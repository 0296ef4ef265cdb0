use super::model::Profile;

/// Parsed search box input: `+word` must match, `-word` must not match,
/// plain words are alternatives of which at least one must match.
#[derive(Debug, Clone, Default, PartialEq, Eq)]
pub struct SearchTokens {
    pub required: Vec<String>,
    pub excluded: Vec<String>,
    pub optional: Vec<String>,
}

impl SearchTokens {
    pub fn is_empty(&self) -> bool {
        self.required.is_empty() && self.excluded.is_empty() && self.optional.is_empty()
    }
}

pub fn parse_search_tokens(text: &str) -> SearchTokens {
    let mut tokens = SearchTokens::default();
    for token in text.split_whitespace() {
        if let Some(rest) = token.strip_prefix('+') {
            tokens.required.push(fold(rest));
        } else if let Some(rest) = token.strip_prefix('-') {
            tokens.excluded.push(fold(rest));
        } else {
            tokens.optional.push(fold(token));
        }
    }
    tokens
}

/// Filter state applied to the profile view.
#[derive(Debug, Clone, Default, PartialEq, Eq)]
pub struct ProfileFilter {
    pub tokens: SearchTokens,
    pub not_in_list_only: bool,
}

impl ProfileFilter {
    pub fn matches(&self, profile: &Profile) -> bool {
        if !self.tokens.is_empty() && !matches_tokens(profile, &self.tokens) {
            return false;
        }
        !(self.not_in_list_only && !profile.lists.is_empty())
    }

    /// Indices of `profiles` passing the filter, in display order.
    pub fn apply(&self, profiles: &[Profile]) -> Vec<usize> {
        profiles
            .iter()
            .enumerate()
            .filter(|(_, p)| self.matches(p))
            .map(|(i, _)| i)
            .collect()
    }
}

/// Case folding shared by filtering and highlighting. Works per char so
/// highlight offsets line up with what the filter matched.
fn fold(text: &str) -> String {
    text.chars().flat_map(char::to_lowercase).collect()
}

fn searchable_text(profile: &Profile) -> String {
    fold(&format!(
        "{} {} {}",
        profile.handle,
        profile.display_name.as_deref().unwrap_or(""),
        profile.description.as_deref().unwrap_or("")
    ))
}

pub fn matches_tokens(profile: &Profile, tokens: &SearchTokens) -> bool {
    let text = searchable_text(profile);
    if tokens.excluded.iter().any(|t| text.contains(t.as_str())) {
        return false;
    }
    if !tokens.required.iter().all(|t| text.contains(t.as_str())) {
        return false;
    }
    tokens.optional.is_empty() || tokens.optional.iter().any(|t| text.contains(t.as_str()))
}

#[derive(Debug, Clone, Copy, PartialEq, Eq)]
pub enum Highlight {
    None,
    Required,
    Optional,
}

/// Split `text` into runs tagged with the kind of search term they match,
/// case-insensitively. Required terms win over optional ones starting at
/// the same position; longer terms win among equals.
pub fn highlight<'a>(
    text: &'a str,
    required: &[String],
    optional: &[String],
) -> Vec<(&'a str, Highlight)> {
    // Each folded char remembers the byte offset of the source char it came
    // from, so a match can be mapped back onto `text`.
    let folded: Vec<(usize, char)> = text
        .char_indices()
        .flat_map(|(i, c)| c.to_lowercase().map(move |l| (i, l)))
        .collect();
    let terms: Vec<(Vec<char>, Highlight)> = required
        .iter()
        .map(|t| (t, Highlight::Required))
        .chain(optional.iter().map(|t| (t, Highlight::Optional)))
        .map(|(t, kind)| (fold(t).chars().collect::<Vec<char>>(), kind))
        .filter(|(t, _)| !t.is_empty())
        .collect();

    let mut spans = Vec::new();
    let mut plain_start = 0;
    let mut pos = 0;

    while pos < folded.len() {
        let hit = terms
            .iter()
            .filter(|(term, _)| {
                folded.len() - pos >= term.len()
                    && folded[pos..pos + term.len()]
                        .iter()
                        .zip(term)
                        .all(|((_, c), t)| c == t)
            })
            .max_by_key(|(term, kind)| (*kind == Highlight::Required, term.len()));

        match hit {
            Some((term, kind)) => {
                let start = folded[pos].0.max(plain_start);
                // widen to the end of the last source char touched
                let last = folded[pos + term.len() - 1].0;
                let end = last + text[last..].chars().next().map_or(0, char::len_utf8);
                if plain_start < start {
                    spans.push((&text[plain_start..start], Highlight::None));
                }
                if start < end {
                    spans.push((&text[start..end], *kind));
                }
                plain_start = end.max(plain_start);
                pos += term.len();
                while pos < folded.len() && folded[pos].0 < plain_start {
                    pos += 1;
                }
            }
            None => pos += 1,
        }
    }

    if plain_start < text.len() {
        spans.push((&text[plain_start..], Highlight::None));
    }
    spans
}

#[cfg(test)]
mod tests {
    use super::*;

    fn profile(handle: &str, name: Option<&str>, bio: Option<&str>) -> Profile {
        Profile {
            did: format!("did:plc:{}", handle),
            display_name: name.map(str::to_string),
            handle: handle.to_string(),
            avatar: None,
            description: bio.map(str::to_string),
            following: true,
            followed_by: false,
            lists: Vec::new(),
        }
    }

    #[test]
    fn test_parse_tokens_by_prefix() {
        let tokens = parse_search_tokens("  Developer +Engineer   -recruiter rust ");
        assert_eq!(tokens.required, vec!["engineer"]);
        assert_eq!(tokens.excluded, vec!["recruiter"]);
        assert_eq!(tokens.optional, vec!["developer", "rust"]);
        assert!(parse_search_tokens("   ").is_empty());
    }

    #[test]
    fn test_required_and_excluded_terms() {
        let dev = profile("dev.test", Some("Dev"), Some("Rust engineer, not a recruiter"));
        let tokens = parse_search_tokens("+engineer -recruiter");
        assert!(!matches_tokens(&dev, &tokens));

        let tokens = parse_search_tokens("+rust +engineer");
        assert!(matches_tokens(&dev, &tokens));

        let tokens = parse_search_tokens("+rust +golang");
        assert!(!matches_tokens(&dev, &tokens));
    }

    #[test]
    fn test_optional_terms_need_one_hit() {
        let p = profile("alice.test", None, Some("I draw cats"));
        assert!(matches_tokens(&p, &parse_search_tokens("dogs cats")));
        assert!(!matches_tokens(&p, &parse_search_tokens("dogs birds")));
        assert!(matches_tokens(&p, &parse_search_tokens("ALICE")));
    }

    #[test]
    fn test_missing_fields_still_searchable_by_handle() {
        let p = profile("bob.test", None, None);
        assert!(matches_tokens(&p, &parse_search_tokens("+bob")));
    }

    #[test]
    fn test_not_in_list_only_filter() {
        let mut listed = profile("a.test", None, None);
        listed.lists.push(crate::lists::model::ProfileList {
            name: "L".into(),
            uri: "at://me/app.bsky.graph.list/l".into(),
            item_uri: "at://me/app.bsky.graph.listitem/1".into(),
            item_rkey: "1".into(),
        });
        let unlisted = profile("b.test", None, None);
        let profiles = vec![listed, unlisted];

        let filter = ProfileFilter {
            tokens: SearchTokens::default(),
            not_in_list_only: true,
        };
        assert_eq!(filter.apply(&profiles), vec![1]);
        assert_eq!(ProfileFilter::default().apply(&profiles), vec![0, 1]);
    }

    #[test]
    fn test_highlight_marks_terms_case_insensitively() {
        let spans = highlight(
            "Rust and Go, mostly RUST",
            &["rust".to_string()],
            &["go".to_string()],
        );
        assert_eq!(
            spans,
            vec![
                ("Rust", Highlight::Required),
                (" and ", Highlight::None),
                ("Go", Highlight::Optional),
                (", mostly ", Highlight::None),
                ("RUST", Highlight::Required),
            ]
        );
    }

    #[test]
    fn test_highlight_prefers_required_at_same_position() {
        let spans = highlight("engineer", &["eng".to_string()], &["engineer".to_string()]);
        assert_eq!(spans, vec![("eng", Highlight::Required), ("ineer", Highlight::None)]);
    }

    #[test]
    fn test_highlight_without_terms_is_one_plain_span() {
        assert_eq!(highlight("häkeln", &[], &[]), vec![("häkeln", Highlight::None)]);
        assert!(highlight("", &["x".to_string()], &[]).is_empty());
    }

    #[test]
    fn test_highlight_agrees_with_filter_on_expanding_lowercase() {
        // 'İ' lowercases to two chars ("i" + combining dot)
        let p = profile("x.test", None, Some("İstanbul food"));
        let tokens = parse_search_tokens("+istanbul");
        assert!(!matches_tokens(&p, &tokens));
        let tokens = parse_search_tokens("+İstanbul");
        assert!(matches_tokens(&p, &tokens));

        let spans = highlight("İstanbul food", &tokens.required, &[]);
        assert_eq!(
            spans,
            vec![("İstanbul", Highlight::Required), (" food", Highlight::None)]
        );

        let spans = highlight("İstanbul food", &[], &["i\u{307}s".to_string()]);
        assert_eq!(spans, vec![("İs", Highlight::Optional), ("tanbul food", Highlight::None)]);
    }

    #[test]
    fn test_highlight_multibyte_text() {
        let spans = highlight("Café CAFÉ", &[], &["café".to_string()]);
        assert_eq!(
            spans,
            vec![
                ("Café", Highlight::Optional),
                (" ", Highlight::None),
                ("CAFÉ", Highlight::Optional),
            ]
        );
    }
}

==========

• **Problem details**: In the data above, find the line that contains "for token in", then reproduce exactly every line from the first line through that line.

• **Completed exercise**:
repository 0296ef4ef265cdb0
use super::model::Profile;

/// Parsed search box input: `+word` must match, `-word` must not match,
/// plain words are alternatives of which at least one must match.
#[derive(Debug, Clone, Default, PartialEq, Eq)]
pub struct SearchTokens {
    pub required: Vec<String>,
    pub excluded: Vec<String>,
    pub optional: Vec<String>,
}

impl SearchTokens {
    pub fn is_empty(&self) -> bool {
        self.required.is_empty() && self.excluded.is_empty() && self.optional.is_empty()
    }
}

pub fn parse_search_tokens(text: &str) -> SearchTokens {
    let mut tokens = SearchTokens::default();
    for token in text.split_whitespace() {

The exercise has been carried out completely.